Materials & Methods: The methodology involved a combination of computational and genetic analyses. Integrase sequences within M group strains from 108 HIV-1 infected patients were analyzed and the polymorphic residues were compared to the residues associated with catalytic activity and drug resistance. Computational structural analysis involved docking of 50 integrase inhibitors in preclinical development, including the most advanced Raltegravir and Elvitegravir.

Results: The residues associated with catalytic activity and primary drug resistance were conserved in all subtypes. The residues involved with primary resistance to Raltegravir Y143, Q148 and N155 were identified in the interacting residues between integrase and Raltegravir. The genetic analysis identified the non-conservative mutations G118R and G140R in a single subtype C strain. Docking of Raltegravir at the active site of the particular subtype C strain identified an alternative list of interacting residues between integrase and Raltegravir. Differences were also observed in the energetic binding parameters among the different classes of integrase inhibitors that correlated with drug resistance patterns. Quantitative-Property-Activity-Relationships correlated experimental IC50 values to the binding energy and the logarithm of the partition coefficient between n-octanol and water (clogP).
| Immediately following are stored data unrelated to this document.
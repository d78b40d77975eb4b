//! Gate configuration file handling.
//!
//! A deployment describes its committee in TOML:
//!
//! ```toml
//! [gate]
//! owners = ["0x…", "0x…", "0x…", "0x…"]
//! threshold = 2
//!
//! [logging]
//! level = "info"
//! ```
//!
//! The owner set and threshold are read once to construct the gate. Nothing
//! here can change them on a running gate.

use crate::gate::{ApprovalGate, GateError, OWNER_COUNT};
use crate::identity::{Identity, IdentityParseError};
use serde::{Deserialize, Serialize};
use std::fs;
use std::path::{Path, PathBuf};
use thiserror::Error;

/// Default log level
const DEFAULT_LOG_LEVEL: &str = "info";

/// Configuration errors.
#[derive(Debug, Error)]
pub enum ConfigError {
    #[error("Failed to read config file '{}': {source}", .path.display())]
    Read {
        path: PathBuf,
        #[source]
        source: std::io::Error,
    },

    #[error("Failed to write config file '{}': {source}", .path.display())]
    Write {
        path: PathBuf,
        #[source]
        source: std::io::Error,
    },

    #[error("Failed to parse config: {0}")]
    Parse(#[from] toml::de::Error),

    #[error("Failed to serialize config: {0}")]
    Serialize(#[from] toml::ser::Error),

    #[error("Expected {expected} owners, found {0}", expected = OWNER_COUNT)]
    OwnerCount(usize),

    #[error("Invalid owner identity '{value}': {source}")]
    InvalidIdentity {
        value: String,
        #[source]
        source: IdentityParseError,
    },

    #[error("Invalid gate configuration: {0}")]
    Gate(#[from] GateError),
}

/// Full gate configuration.
#[derive(Debug, Clone, PartialEq, Serialize, Deserialize)]
pub struct GateConfig {
    /// Committee definition.
    pub gate: GateSection,

    /// Logging configuration
    #[serde(default)]
    pub logging: LoggingConfig,
}

/// The committee: owner identities and approval threshold.
#[derive(Debug, Clone, PartialEq, Serialize, Deserialize)]
pub struct GateSection {
    /// Owner identities as hex, in registration order.
    pub owners: Vec<String>,

    /// Minimum net affirmative votes to execute.
    pub threshold: u32,
}

/// Logging configuration
#[derive(Debug, Clone, PartialEq, Serialize, Deserialize)]
pub struct LoggingConfig {
    /// Log level or `EnvFilter` directive (e.g. `info`, `approval_gate=debug`)
    #[serde(default = "default_log_level")]
    pub level: String,

    /// Log file path (optional, logs to stderr if not specified)
    pub file: Option<PathBuf>,
}

fn default_log_level() -> String {
    DEFAULT_LOG_LEVEL.to_string()
}

impl Default for LoggingConfig {
    fn default() -> Self {
        Self {
            level: DEFAULT_LOG_LEVEL.to_string(),
            file: None,
        }
    }
}

impl GateConfig {
    /// Create a configuration for the given committee.
    pub fn new(owners: &[Identity; OWNER_COUNT], threshold: u32) -> Self {
        Self {
            gate: GateSection {
                owners: owners.iter().map(Identity::to_string).collect(),
                threshold,
            },
            logging: LoggingConfig::default(),
        }
    }

    /// Load configuration from a TOML file
    pub fn load(path: &Path) -> Result<Self, ConfigError> {
        let contents = fs::read_to_string(path).map_err(|source| ConfigError::Read {
            path: path.to_path_buf(),
            source,
        })?;

        Self::from_toml_str(&contents)
    }

    /// Parse configuration from TOML text
    pub fn from_toml_str(contents: &str) -> Result<Self, ConfigError> {
        Ok(toml::from_str(contents)?)
    }

    /// Save configuration to a TOML file
    pub fn save(&self, path: &Path) -> Result<(), ConfigError> {
        let contents = toml::to_string_pretty(self)?;

        let write_err = |source| ConfigError::Write {
            path: path.to_path_buf(),
            source,
        };

        // Create parent directory if needed
        if let Some(parent) = path.parent() {
            fs::create_dir_all(parent).map_err(write_err)?;
        }

        fs::write(path, contents).map_err(write_err)
    }

    /// Parse the owner list into identities.
    pub fn owner_identities(&self) -> Result<[Identity; OWNER_COUNT], ConfigError> {
        let owners = &self.gate.owners;
        if owners.len() != OWNER_COUNT {
            return Err(ConfigError::OwnerCount(owners.len()));
        }

        let mut identities = [Identity::ZERO; OWNER_COUNT];
        for (slot, value) in identities.iter_mut().zip(owners) {
            *slot = value
                .parse()
                .map_err(|source| ConfigError::InvalidIdentity {
                    value: value.clone(),
                    source,
                })?;
        }

        Ok(identities)
    }

    /// Construct the gate this configuration describes.
    ///
    /// Gate validation (threshold range, zero or duplicate owners) applies
    /// unchanged and surfaces as `ConfigError::Gate`.
    pub fn build_gate(&self) -> Result<ApprovalGate, ConfigError> {
        let owners = self.owner_identities()?;
        Ok(ApprovalGate::new(owners, self.gate.threshold)?)
    }

    /// Generate configuration content as a string with comments
    pub fn generate_default_toml(owners: &[Identity; OWNER_COUNT], threshold: u32) -> String {
        let owner_lines: String = owners
            .iter()
            .map(|owner| format!("    \"{}\",\n", owner))
            .collect();

        format!(
            r#"# Approval Gate Configuration
#
# The committee below is fixed for the lifetime of the gate. Changing this
# file does not alter a gate that is already running; a new gate must be
# constructed from the new file.

[gate]
# Exactly {count} distinct, non-zero owner identities (20-byte hex)
owners = [
{owner_lines}]

# Minimum net affirmative votes (affirmative minus negative) to execute.
# Must be between 1 and {count}.
threshold = {threshold}

[logging]
# Log level: trace, debug, info, warn, error
level = "info"

# Log file path (optional, logs to stderr if not specified)
# file = "/var/log/approval-gate/gate.log"
"#,
            count = OWNER_COUNT,
            owner_lines = owner_lines,
            threshold = threshold,
        )
    }
}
Conclusions: A two-way binding mode of Raltegravir within subtype B strains may offer an explanation of the different resistance pathways, the Q148 or N155 and Y143. Furthermore, the pre-existence of non-conservative substitutions in amino acids that are critical for integrase activity and involved in drug resistance may affect the binding mode of Raltegravir. The approach followed here serves as an improved basis for the development of "second generation" integrase inhibitors.